*** Opening of Recorded data ***

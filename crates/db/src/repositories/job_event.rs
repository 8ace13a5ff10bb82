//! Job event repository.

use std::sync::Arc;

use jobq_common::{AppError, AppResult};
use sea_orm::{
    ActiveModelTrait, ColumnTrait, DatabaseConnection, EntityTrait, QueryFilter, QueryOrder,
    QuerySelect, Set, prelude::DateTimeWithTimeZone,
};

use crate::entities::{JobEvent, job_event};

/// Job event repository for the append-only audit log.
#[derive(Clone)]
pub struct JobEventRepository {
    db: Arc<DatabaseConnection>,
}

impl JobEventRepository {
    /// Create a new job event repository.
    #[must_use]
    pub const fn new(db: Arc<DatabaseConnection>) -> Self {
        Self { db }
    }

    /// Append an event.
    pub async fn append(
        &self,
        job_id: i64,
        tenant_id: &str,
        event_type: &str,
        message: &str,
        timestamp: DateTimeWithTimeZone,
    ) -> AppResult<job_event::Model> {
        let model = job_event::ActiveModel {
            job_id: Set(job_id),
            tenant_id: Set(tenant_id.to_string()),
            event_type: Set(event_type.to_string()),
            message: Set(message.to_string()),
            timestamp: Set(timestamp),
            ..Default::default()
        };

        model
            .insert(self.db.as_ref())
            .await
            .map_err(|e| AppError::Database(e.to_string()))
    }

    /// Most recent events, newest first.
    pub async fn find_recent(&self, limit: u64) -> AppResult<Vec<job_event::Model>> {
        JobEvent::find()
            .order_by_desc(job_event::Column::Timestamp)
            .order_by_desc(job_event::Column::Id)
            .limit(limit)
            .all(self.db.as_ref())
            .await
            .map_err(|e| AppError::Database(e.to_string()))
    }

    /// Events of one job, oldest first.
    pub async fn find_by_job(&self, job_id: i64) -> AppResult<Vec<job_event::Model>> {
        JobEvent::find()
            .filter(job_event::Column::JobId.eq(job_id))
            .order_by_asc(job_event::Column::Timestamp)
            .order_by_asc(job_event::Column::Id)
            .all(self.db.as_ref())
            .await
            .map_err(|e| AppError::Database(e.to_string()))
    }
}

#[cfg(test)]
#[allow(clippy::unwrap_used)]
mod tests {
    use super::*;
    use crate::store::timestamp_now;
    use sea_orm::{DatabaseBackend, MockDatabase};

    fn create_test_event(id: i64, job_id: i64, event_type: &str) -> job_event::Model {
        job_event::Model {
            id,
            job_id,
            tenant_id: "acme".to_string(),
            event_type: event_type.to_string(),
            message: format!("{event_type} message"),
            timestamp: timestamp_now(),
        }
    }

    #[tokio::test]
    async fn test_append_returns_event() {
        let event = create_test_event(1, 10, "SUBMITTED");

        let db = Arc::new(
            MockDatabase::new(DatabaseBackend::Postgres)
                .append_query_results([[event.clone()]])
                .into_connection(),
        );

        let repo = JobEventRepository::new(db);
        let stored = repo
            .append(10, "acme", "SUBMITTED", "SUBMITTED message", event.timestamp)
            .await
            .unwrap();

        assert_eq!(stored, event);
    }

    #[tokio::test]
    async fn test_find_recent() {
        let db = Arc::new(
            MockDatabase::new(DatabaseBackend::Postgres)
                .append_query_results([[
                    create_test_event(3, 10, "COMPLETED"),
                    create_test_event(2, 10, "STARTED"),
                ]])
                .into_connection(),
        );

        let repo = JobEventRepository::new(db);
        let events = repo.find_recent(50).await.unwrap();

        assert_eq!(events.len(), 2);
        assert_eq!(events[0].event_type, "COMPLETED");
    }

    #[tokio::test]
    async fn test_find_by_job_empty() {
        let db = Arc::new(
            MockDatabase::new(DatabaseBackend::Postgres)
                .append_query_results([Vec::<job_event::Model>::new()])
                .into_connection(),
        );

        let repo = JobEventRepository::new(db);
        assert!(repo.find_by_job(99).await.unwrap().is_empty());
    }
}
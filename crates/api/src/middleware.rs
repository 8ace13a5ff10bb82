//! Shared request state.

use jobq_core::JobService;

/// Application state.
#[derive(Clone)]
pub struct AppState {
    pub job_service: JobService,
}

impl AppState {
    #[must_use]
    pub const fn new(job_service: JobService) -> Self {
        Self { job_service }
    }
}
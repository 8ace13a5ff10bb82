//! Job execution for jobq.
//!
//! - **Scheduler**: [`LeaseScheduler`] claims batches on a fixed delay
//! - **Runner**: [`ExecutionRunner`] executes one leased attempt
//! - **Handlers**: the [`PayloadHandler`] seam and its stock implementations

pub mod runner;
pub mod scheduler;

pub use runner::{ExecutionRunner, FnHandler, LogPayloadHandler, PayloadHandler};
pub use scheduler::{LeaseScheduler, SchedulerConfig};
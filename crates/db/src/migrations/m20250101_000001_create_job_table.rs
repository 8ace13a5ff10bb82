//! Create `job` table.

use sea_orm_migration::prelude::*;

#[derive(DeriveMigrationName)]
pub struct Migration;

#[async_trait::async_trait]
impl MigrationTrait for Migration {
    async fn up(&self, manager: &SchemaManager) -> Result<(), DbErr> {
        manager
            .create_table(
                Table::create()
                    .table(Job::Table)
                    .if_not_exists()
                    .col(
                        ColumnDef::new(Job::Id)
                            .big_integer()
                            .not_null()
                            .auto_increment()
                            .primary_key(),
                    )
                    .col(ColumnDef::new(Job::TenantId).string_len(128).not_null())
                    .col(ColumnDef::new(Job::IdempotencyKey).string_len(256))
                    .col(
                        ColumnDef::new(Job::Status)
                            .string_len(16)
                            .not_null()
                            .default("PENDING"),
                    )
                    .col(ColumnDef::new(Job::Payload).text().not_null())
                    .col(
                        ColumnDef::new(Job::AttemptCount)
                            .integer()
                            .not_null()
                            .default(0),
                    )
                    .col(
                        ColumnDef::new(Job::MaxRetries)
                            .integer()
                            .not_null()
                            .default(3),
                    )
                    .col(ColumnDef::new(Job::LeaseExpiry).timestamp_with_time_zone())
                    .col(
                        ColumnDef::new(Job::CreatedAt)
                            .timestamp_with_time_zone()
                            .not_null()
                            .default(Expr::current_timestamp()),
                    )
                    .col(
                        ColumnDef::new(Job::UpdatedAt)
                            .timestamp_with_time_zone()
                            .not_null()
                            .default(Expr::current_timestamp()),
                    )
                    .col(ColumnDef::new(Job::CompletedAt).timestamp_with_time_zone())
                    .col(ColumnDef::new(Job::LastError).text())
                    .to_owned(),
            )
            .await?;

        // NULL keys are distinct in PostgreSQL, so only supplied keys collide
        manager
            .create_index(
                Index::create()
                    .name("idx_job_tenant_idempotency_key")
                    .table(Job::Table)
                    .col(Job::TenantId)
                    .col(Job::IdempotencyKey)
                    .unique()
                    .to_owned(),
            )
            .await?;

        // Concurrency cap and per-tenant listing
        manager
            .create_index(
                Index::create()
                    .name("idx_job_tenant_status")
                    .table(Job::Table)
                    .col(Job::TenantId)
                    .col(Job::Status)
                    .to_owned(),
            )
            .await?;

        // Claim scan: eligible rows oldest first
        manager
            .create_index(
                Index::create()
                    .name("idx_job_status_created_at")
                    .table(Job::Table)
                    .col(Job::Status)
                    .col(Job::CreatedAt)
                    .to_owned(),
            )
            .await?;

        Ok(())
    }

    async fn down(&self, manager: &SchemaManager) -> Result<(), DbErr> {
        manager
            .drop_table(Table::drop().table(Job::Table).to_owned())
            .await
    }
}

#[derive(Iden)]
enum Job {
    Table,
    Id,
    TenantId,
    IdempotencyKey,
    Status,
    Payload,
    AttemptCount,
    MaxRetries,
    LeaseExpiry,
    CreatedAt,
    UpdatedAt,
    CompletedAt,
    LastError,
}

*** Close of Recorded data ***

* **The problem**: Repeat exactly, and only, the run of lines from the start of the material above through the line that holds "let model = job_event::ActiveModel".

* **Response to this task**:
filename crates/db/src/repositories/job_event.rs
repository 8ace13a5ff10bb82
//! Job event repository.

use std::sync::Arc;

use jobq_common::{AppError, AppResult};
use sea_orm::{
    ActiveModelTrait, ColumnTrait, DatabaseConnection, EntityTrait, QueryFilter, QueryOrder,
    QuerySelect, Set, prelude::DateTimeWithTimeZone,
};

use crate::entities::{JobEvent, job_event};

/// Job event repository for the append-only audit log.
#[derive(Clone)]
pub struct JobEventRepository {
    db: Arc<DatabaseConnection>,
}

impl JobEventRepository {
    /// Create a new job event repository.
    #[must_use]
    pub const fn new(db: Arc<DatabaseConnection>) -> Self {
        Self { db }
    }

    /// Append an event.
    pub async fn append(
        &self,
        job_id: i64,
        tenant_id: &str,
        event_type: &str,
        message: &str,
        timestamp: DateTimeWithTimeZone,
    ) -> AppResult<job_event::Model> {
        let model = job_event::ActiveModel {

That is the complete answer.